(Description of the task): Report how many lines in the records below contain the word "decompose". Nothing else belongs in the answer.
Data START
//! LSA ranking matrices: rank-reduced reconstructions of a term-document matrix.

use crate::config::RankingOptions;
use crate::error::{LsirError, Result};
use crate::matrix::{BuildHash, TermDocumentMatrix};
use nalgebra::{DMatrix, SVD};

#[derive(Debug, Clone)]
pub struct RankingMatrix {
    /// Same shape as the source matrix, rank at most `options.rank`.
    pub matrix: DMatrix<f64>,
    pub options: RankingOptions,
    pub hash: BuildHash,
    pub source: BuildHash,
}

/// Number of singular values to keep for `covariance`.
///
/// Counts the prefixes of the normalized singular values whose cumulative
/// energy is strictly below the target. A target of exactly 1 keeps every
/// singular value.
pub fn select_rank(singular_values: &[f64], covariance: f64) -> usize {
    let total: f64 = singular_values.iter().sum();
    if total <= 0.0 {
        return 0;
    }
    if covariance >= 1.0 {
        return singular_values.len();
    }
    let mut cumulative = 0.0;
    let mut k = 0;
    for s in singular_values {
        cumulative += s / total;
        if cumulative < covariance {
            k += 1;
        }
    }
    k
}

/// Singular values of `matrix` in descending order together with the
/// decomposition they came from.
fn decompose(matrix: &DMatrix<f64>) -> Result<(SVD<f64, nalgebra::Dyn, nalgebra::Dyn>, Vec<usize>)> {
    let (rows, cols) = matrix.shape();
    let svd = SVD::try_new(matrix.clone(), true, true, f64::EPSILON, 0)
        .ok_or(LsirError::SvdFailed { rows, cols })?;
    let mut order: Vec<usize> = (0..svd.singular_values.len()).collect();
    order.sort_by(|&a, &b| svd.singular_values[b].total_cmp(&svd.singular_values[a]));
    Ok((svd, order))
}

pub fn ranking_hash(source: &BuildHash, rows: usize, cols: usize, options_token: &str) -> BuildHash {
    BuildHash::digest_fields(&[source.as_str(), &rows.to_string(), &cols.to_string(), options_token, "lsa"])
}

/// Builds the LSA ranking of `td_matrix`, keeping `covariance` of the singular value energy.
pub fn build_lsa_ranking(td_matrix: &TermDocumentMatrix, covariance: f64) -> Result<RankingMatrix> {
    let mut options = RankingOptions::lsa(covariance)?;
    let (rows, cols) = td_matrix.shape();
    let mut ranking = DMatrix::zeros(rows, cols);

    let k = if rows.min(cols) == 0 {
        0
    } else {
        let (svd, order) = decompose(&td_matrix.matrix)?;
        let sorted: Vec<f64> = order.iter().map(|&i| svd.singular_values[i]).collect();
        let k = select_rank(&sorted, covariance);
        tracing::debug!(singular_values = ?sorted, k, covariance, "selected lsa rank");
        if k > 0 {
            let u = svd.u.as_ref().ok_or(LsirError::SvdFailed { rows, cols })?;
            let v_t = svd.v_t.as_ref().ok_or(LsirError::SvdFailed { rows, cols })?;
            for &i in &order[..k] {
                let v = v_t.row(i).transpose();
                ranking.ger(svd.singular_values[i], &u.column(i), &v, 1.0);
            }
        }
        k
    };
    if k == 0 {
        tracing::warn!(hash = %td_matrix.hash, covariance, "lsa rank is zero, every query will come back empty");
    }

    options.rank = Some(k);
    let token = serde_json::to_string(&options)?;
    let hash = ranking_hash(&td_matrix.hash, rows, cols, &token);
    tracing::info!(source = %td_matrix.hash, rank = k, hash = %hash, "built lsa ranking");

    Ok(RankingMatrix { matrix: ranking, options, hash, source: td_matrix.hash.clone() })
}

#[cfg(test)]
mod tests {
    use super::*;
    use crate::config::MatrixOptions;
    use crate::index::{Corpus, Document};
    use crate::matrix::{build_matrix, Vocabulary};

    fn td(matrix: DMatrix<f64>) -> TermDocumentMatrix {
        let cols = matrix.ncols();
        TermDocumentMatrix {
            corpus_id: "c".into(),
            modified: "m".into(),
            vocabulary: Vocabulary::from_terms((0..cols).map(|i| format!("t{i}")).collect()),
            matrix,
            options: MatrixOptions::default(),
            hash: BuildHash::digest("source"),
            documents: Vec::new(),
        }
    }

    #[test]
    fn rank_counts_prefixes_strictly_below_target() {
        // cumulative 0.25, 0.5, 1.0, all exact in binary
        let values = [1.0, 1.0, 2.0];
        assert_eq!(select_rank(&values, 0.25), 0);
        assert_eq!(select_rank(&values, 0.3), 1);
        assert_eq!(select_rank(&values, 0.5), 1);
        assert_eq!(select_rank(&values, 0.75), 2);
        assert_eq!(select_rank(&values, 1.0), 3);
    }

    #[test]
    fn near_uniform_values_keep_a_partial_rank() {
        let values = [1.0, 0.99, 0.98, 0.97, 0.96];
        let k = select_rank(&values, 0.8);
        assert!((1..=4).contains(&k));

        let total: f64 = values.iter().sum();
        let expected = values
            .iter()
            .scan(0.0, |acc, v| {
                *acc += v / total;
                Some(*acc)
            })
            .filter(|c| *c < 0.8)
            .count();
        assert_eq!(k, expected);
    }

    #[test]
    fn zero_matrix_has_zero_rank() {
        assert_eq!(select_rank(&[0.0, 0.0], 0.8), 0);
        assert_eq!(select_rank(&[], 0.8), 0);
    }

    #[test]
    fn full_covariance_reconstructs_the_source() {
        let source = DMatrix::from_row_slice(3, 4, &[
            1.0, 0.0, 2.0, 0.0,
            0.0, 3.0, 0.0, 1.0,
            1.0, 1.0, 1.0, 1.0,
        ]);
        let ranking = build_lsa_ranking(&td(source.clone()), 1.0).unwrap();
        assert_eq!(ranking.options.rank, Some(3));
        assert!((ranking.matrix - source).abs().max() < 1e-9);
    }

    #[test]
    fn truncation_matches_the_singular_value_rule() {
        let source = DMatrix::from_diagonal(&nalgebra::DVector::from_vec(vec![1.0, 0.99, 0.98, 0.97, 0.96]));
        let ranking = build_lsa_ranking(&td(source), 0.8).unwrap();
        assert_eq!(ranking.options.rank, Some(3));
        assert_eq!(ranking.matrix.shape(), (5, 5));
        let kept = (0..5).filter(|&i| ranking.matrix.row(i).norm() > 1e-9).count();
        assert_eq!(kept, 3);
    }

    #[test]
    fn zero_rank_gives_zero_matrix() {
        let source = DMatrix::from_row_slice(2, 2, &[10.0, 0.0, 0.0, 1.0]);
        // normalized energy 0.909.., so nothing lies strictly below 0.5
        let ranking = build_lsa_ranking(&td(source), 0.5).unwrap();
        assert_eq!(ranking.options.rank, Some(0));
        assert!(ranking.matrix.iter().all(|&v| v == 0.0));
    }

    #[test]
    fn empty_vocabulary_builds_an_empty_ranking() {
        let ranking = build_lsa_ranking(&td(DMatrix::zeros(2, 0)), 0.8).unwrap();
        assert_eq!(ranking.matrix.shape(), (2, 0));
        assert_eq!(ranking.options.rank, Some(0));
    }

    #[test]
    fn invalid_covariance_fails_fast() {
        let err = build_lsa_ranking(&td(DMatrix::identity(2, 2)), 1.5).unwrap_err();
        assert!(matches!(err, LsirError::InvalidCovariance(_)));
    }

    #[test]
    fn hash_depends_on_source_and_options() {
        let corpus = Corpus::new("c", "m").with_documents(vec![
            Document { external_id: "a".into(), title: "uno dos tres".into(), ..Default::default() },
            Document { external_id: "b".into(), title: "tres cuatro".into(), ..Default::default() },
        ]);
        let built = build_matrix(&corpus, &MatrixOptions::default()).unwrap();
        let a = build_lsa_ranking(&built, 0.8).unwrap();
        let b = build_lsa_ranking(&built, 0.8).unwrap();
        let c = build_lsa_ranking(&built, 1.0).unwrap();
        assert_eq!(a.hash, b.hash);
        assert_ne!(a.hash, c.hash);
        assert_eq!(a.source, built.hash);
    }

    #[test]
    fn hash_separates_shape_fields() {
        let source = BuildHash::digest("source");
        assert_ne!(ranking_hash(&source, 1, 12, "{}"), ranking_hash(&source, 11, 2, "{}"));
    }
}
Data END
(Answer area): 2